- Born: Victor Bandele Oladokun London, England
- Education: Regent University University of Ife Now Obafemi Awolowo University
- Occupations: Broadcaster; TV host; journalist; media consultant;
- Years active: 1990–present
- Organization: Africa Development Bank Group
- Known for: Turning Point, CBN World News African Development Bank Group, Africa Investment Forum

= Victor Oladokun =

British-Nigerian journalist (born 1958)

Victor Oladokun (born Victor Bandele Oladokun) is a British-Nigerian journalist, broadcaster, media and corporate communications strategist and public relations professional. He served as Senior Advisor to the President of the African Development Bank Group (AfDB) and previously as the Bank's Director of Communication and External Relations. He was the producer, managing producer and host of the popular internationally acclaimed TV magazine programs CBN World News and Turning Point on the Christian Broadcasting Network CBN.

==Early life and education==
Victor Oladokun is a dual British and Nigerian citizen. Born in London, England to a Nigerian Father and an Irish mother, he grew up in Liverpool and later on in Nigeria.

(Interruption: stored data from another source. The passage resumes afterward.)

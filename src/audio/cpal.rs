//! Default input device capture through CPAL

use super::backend::{AudioBackend, AudioBackendConfig, AudioFrame};
use crate::error::DeviceError;
use cpal::traits::{DeviceTrait, HostTrait, StreamTrait};
use cpal::{BuildStreamError, SampleFormat};
use std::sync::atomic::{AtomicBool, Ordering};
use std::sync::Arc;
use std::time::Instant;
use tokio::sync::{mpsc, oneshot};
use tracing::{error, info, warn};

pub struct CpalBackend {
    config: AudioBackendConfig,
    is_capturing: Arc<AtomicBool>,
    shutdown_tx: Option<oneshot::Sender<()>>,
}

impl CpalBackend {
    pub fn new(config: AudioBackendConfig) -> Result<Self, DeviceError> {
        // Fail early when the host has no input device at all
        cpal::default_host()
            .default_input_device()
            .ok_or_else(|| DeviceError::Unavailable("no default input device".to_string()))?;

        Ok(Self {
            config,
            is_capturing: Arc::new(AtomicBool::new(false)),
            shutdown_tx: None,
        })
    }
}

fn map_build_error(e: BuildStreamError) -> DeviceError {
    match e {
        BuildStreamError::DeviceNotAvailable => {
            DeviceError::Unavailable("input device disappeared".to_string())
        }
        other => DeviceError::Capture(other.to_string()),
    }
}

#[async_trait::async_trait]
impl AudioBackend for CpalBackend {
    async fn start(&mut self) -> Result<mpsc::Receiver<AudioFrame>, DeviceError> {
        if self.is_capturing() {
            return Err(DeviceError::Capture("capture already running".to_string()));
        }

        let (tx, rx) = mpsc::channel(256);
        let (shutdown_tx, shutdown_rx) = oneshot::channel::<()>();
        let (ready_tx, ready_rx) = oneshot::channel::<Result<(), DeviceError>>();
        let is_capturing = Arc::clone(&self.is_capturing);
        let buffer_ms = self.config.buffer_duration_ms;

        // CPAL streams are not Send, so the stream lives on its own thread
        std::thread::spawn(move || {
            let device = match cpal::default_host().default_input_device() {
                Some(d) => d,
                None => {
                    let _ = ready_tx.send(Err(DeviceError::Unavailable(
                        "no default input device".to_string(),
                    )));
                    return;
                }
            };

            let supported = match device.default_input_config() {
                Ok(c) => c,
                Err(e) => {
                    let _ = ready_tx.send(Err(DeviceError::PermissionDenied(e.to_string())));
                    return;
                }
            };

            let sample_rate = supported.sample_rate().0;
            let channels = supported.channels();
            let sample_format = supported.sample_format();
            let stream_config: cpal::StreamConfig = supported.config();
            let started = Instant::now();
            let frame_len = (sample_rate as u64 * buffer_ms / 1000) as usize * channels as usize;

            let mut pending: Vec<i16> = Vec::with_capacity(frame_len.max(1));
            let mut push = move |samples: &mut dyn Iterator<Item = i16>| {
                pending.extend(samples);
                if pending.len() >= frame_len {
                    let frame = AudioFrame {
                        samples: std::mem::take(&mut pending),
                        sample_rate,
                        channels,
                        timestamp_ms: started.elapsed().as_millis() as u64,
                    };
                    if let Err(e) = tx.try_send(frame) {
                        warn!("Dropping microphone frame: {}", e);
                    }
                }
            };

            let on_error = |err: cpal::StreamError| error!("Microphone stream error: {}", err);

            let stream = match sample_format {
                SampleFormat::F32 => device.build_input_stream(
                    &stream_config,
                    move |data: &[f32], _: &cpal::InputCallbackInfo| {
                        push(&mut data.iter().map(|s| (s.clamp(-1.0, 1.0) * i16::MAX as f32) as i16));
                    },
                    on_error,
                    None,
                ),
                SampleFormat::I16 => device.build_input_stream(
                    &stream_config,
                    move |data: &[i16], _: &cpal::InputCallbackInfo| {
                        push(&mut data.iter().copied());
                    },
                    on_error,
                    None,
                ),
                other => {
                    let _ = ready_tx.send(Err(DeviceError::Capture(format!(
                        "unsupported sample format {:?}",
                        other
                    ))));
                    return;
                }
            };

            let stream = match stream {
                Ok(s) => s,
                Err(e) => {
                    let _ = ready_tx.send(Err(map_build_error(e)));
                    return;
                }
            };

            if let Err(e) = stream.play() {
                let _ = ready_tx.send(Err(DeviceError::Capture(e.to_string())));
                return;
            }

            info!("Microphone capture started ({}Hz, {} channels)", sample_rate, channels);
            is_capturing.store(true, Ordering::SeqCst);
            let _ = ready_tx.send(Ok(()));

            // Dropping the stream at the end of this thread stops capture
            let _ = shutdown_rx.blocking_recv();
            is_capturing.store(false, Ordering::SeqCst);
            info!("Microphone capture stopped");
        });

        ready_rx
            .await
            .map_err(|_| DeviceError::Capture("capture thread exited".to_string()))??;

        self.shutdown_tx = Some(shutdown_tx);
        Ok(rx)
    }

    async fn stop(&mut self) -> Result<(), DeviceError> {
        if let Some(tx) = self.shutdown_tx.take() {
            let _ = tx.send(());
        }
        Ok(())
    }

    fn is_capturing(&self) -> bool {
        self.is_capturing.load(Ordering::SeqCst)
    }

    fn name(&self) -> &str {
        "cpal"
    }
}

Oladokun holds a bachelor's degree in history and political science from the University of Ife (now Obafemi Awolowo University) in Nigeria. At Ife, he developed a fascination with the media and envisioned a future television and media landscape that included improved professional presentations, innovative programs, and inspirational content. He later earned a Master of Arts in communication and a Doctor of Strategic Leadership from the School of Business and Leadership at Regent University in Virginia Beach, Virginia.

==Career==

=== Early corporate roles ===
Early in his career, Oladokun held senior leadership and communication positions in Nigeria. He served as Public Relations Manager for Cadbury Nigeria Limited and as Group PR Manager and spokesperson for the Leventis Group Nigeria.

=== Broadcasting ===
Oladokun worked as an international news journalist, news anchor, and managing producer at CBN International in Virginia Beach, Virginia. Alongside long-time co-host Kathy Edwards, he developed and produced international television programs, including CBN World News and Turning Point. During his time at CBN, he interviewed numerous global figures, including boxers Muhammad Ali, George Foreman, and Azumah Nelson; political leaders such as Thabo Mbeki and Cyril Ramaphosa of the African National Congress, Zulu Prime Minister and Inkatha Freedom Party President Mangosuthu Buthelezi, Nigerian President Olusegun Obasanjo, military Head of State General Ibrahim Babangida, Zambian Presidents Kenneth Kaunda, and Frederick Chiluba, Israeli Prime Minister Benjamin Netanyahu, PLO spokesperson Hanan Ashrawi, and Church of England envoy Terry Waite (kidnapped and held hostage in Lebanon). Other interviewees include CBN founder M.G. Pat Robertson, Myles Munroe, and entertainment figures such as Cissy Houston, Andraé Crouch, CeCe Winans, Robin Givens, and Ghanaian footballer Abedi Pele.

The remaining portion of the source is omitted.